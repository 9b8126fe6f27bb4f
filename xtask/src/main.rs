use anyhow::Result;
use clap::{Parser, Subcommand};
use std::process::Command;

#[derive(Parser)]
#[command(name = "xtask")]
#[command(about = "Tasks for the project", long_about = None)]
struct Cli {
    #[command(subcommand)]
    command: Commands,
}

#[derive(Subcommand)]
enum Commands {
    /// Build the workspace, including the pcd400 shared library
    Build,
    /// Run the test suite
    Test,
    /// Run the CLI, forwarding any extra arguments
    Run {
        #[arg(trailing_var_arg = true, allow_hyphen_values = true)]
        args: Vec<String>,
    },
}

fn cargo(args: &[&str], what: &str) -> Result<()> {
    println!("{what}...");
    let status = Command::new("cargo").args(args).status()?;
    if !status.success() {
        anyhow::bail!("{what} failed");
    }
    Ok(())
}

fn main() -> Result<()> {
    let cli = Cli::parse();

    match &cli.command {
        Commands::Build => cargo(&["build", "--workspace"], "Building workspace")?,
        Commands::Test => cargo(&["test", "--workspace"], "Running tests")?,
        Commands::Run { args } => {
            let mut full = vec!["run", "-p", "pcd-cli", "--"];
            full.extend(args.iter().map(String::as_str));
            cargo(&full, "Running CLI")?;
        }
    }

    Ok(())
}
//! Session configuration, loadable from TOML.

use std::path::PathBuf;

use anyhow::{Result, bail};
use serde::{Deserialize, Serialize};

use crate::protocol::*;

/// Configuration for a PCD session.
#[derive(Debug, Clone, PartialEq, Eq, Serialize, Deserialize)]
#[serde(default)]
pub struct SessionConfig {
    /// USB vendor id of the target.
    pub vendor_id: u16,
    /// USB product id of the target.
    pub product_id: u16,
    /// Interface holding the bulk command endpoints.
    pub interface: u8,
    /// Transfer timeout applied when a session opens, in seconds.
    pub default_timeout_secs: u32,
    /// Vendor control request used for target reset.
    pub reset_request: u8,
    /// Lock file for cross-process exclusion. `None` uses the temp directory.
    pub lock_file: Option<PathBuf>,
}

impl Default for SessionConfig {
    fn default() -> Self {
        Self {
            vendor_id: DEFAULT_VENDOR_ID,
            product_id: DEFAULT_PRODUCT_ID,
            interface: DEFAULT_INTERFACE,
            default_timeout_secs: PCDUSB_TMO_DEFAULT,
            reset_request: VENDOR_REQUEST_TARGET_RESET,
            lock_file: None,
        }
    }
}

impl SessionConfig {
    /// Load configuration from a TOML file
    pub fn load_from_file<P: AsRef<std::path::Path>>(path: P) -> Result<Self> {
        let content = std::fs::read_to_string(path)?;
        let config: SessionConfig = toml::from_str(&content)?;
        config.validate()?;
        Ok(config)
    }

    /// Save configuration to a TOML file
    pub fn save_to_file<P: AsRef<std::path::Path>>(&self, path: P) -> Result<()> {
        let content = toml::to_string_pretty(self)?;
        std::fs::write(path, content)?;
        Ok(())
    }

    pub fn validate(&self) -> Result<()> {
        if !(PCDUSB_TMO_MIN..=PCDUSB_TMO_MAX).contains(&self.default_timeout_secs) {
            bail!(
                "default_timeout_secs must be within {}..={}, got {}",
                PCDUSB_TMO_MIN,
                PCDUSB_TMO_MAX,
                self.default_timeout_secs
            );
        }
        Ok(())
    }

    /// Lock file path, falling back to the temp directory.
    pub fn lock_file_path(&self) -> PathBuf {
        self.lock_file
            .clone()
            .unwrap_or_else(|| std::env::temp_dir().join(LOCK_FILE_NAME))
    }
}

■ ■ ■ ■

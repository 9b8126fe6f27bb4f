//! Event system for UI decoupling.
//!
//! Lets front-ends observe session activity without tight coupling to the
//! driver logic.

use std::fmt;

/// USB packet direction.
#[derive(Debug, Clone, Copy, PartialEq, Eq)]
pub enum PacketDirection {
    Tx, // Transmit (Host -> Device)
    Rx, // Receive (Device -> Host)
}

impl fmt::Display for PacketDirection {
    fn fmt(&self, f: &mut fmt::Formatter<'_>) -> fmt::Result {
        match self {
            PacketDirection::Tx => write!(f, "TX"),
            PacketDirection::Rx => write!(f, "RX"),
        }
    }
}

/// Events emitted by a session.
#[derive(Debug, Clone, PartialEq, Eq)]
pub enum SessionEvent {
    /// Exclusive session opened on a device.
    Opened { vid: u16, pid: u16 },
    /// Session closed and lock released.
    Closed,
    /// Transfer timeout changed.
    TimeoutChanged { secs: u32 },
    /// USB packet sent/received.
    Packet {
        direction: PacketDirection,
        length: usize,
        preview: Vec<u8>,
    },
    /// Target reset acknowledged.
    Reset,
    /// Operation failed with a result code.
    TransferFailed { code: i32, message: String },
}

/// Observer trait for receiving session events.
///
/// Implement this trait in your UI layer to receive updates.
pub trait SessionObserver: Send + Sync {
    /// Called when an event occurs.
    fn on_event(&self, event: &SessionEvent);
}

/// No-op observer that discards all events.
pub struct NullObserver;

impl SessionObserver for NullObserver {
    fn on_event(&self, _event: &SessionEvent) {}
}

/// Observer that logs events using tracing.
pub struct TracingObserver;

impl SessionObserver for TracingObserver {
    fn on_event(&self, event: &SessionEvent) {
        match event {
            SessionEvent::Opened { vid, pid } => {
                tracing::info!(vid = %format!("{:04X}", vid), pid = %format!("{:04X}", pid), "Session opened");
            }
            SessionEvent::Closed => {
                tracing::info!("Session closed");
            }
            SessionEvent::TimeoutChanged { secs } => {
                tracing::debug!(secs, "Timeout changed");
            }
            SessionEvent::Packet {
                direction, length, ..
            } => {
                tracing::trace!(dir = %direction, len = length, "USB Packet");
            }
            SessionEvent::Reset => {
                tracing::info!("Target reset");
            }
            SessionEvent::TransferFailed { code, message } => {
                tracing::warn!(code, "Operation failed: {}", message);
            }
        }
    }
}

■ ■ ■ ■

What belongs in the answer is each line from the listing above that contains "PartialEq".

■ **Completed exercise**:
#[derive(Debug, Clone, PartialEq, Eq, Serialize, Deserialize)]
#[derive(Debug, Clone, Copy, PartialEq, Eq)]
#[derive(Debug, Clone, PartialEq, Eq)]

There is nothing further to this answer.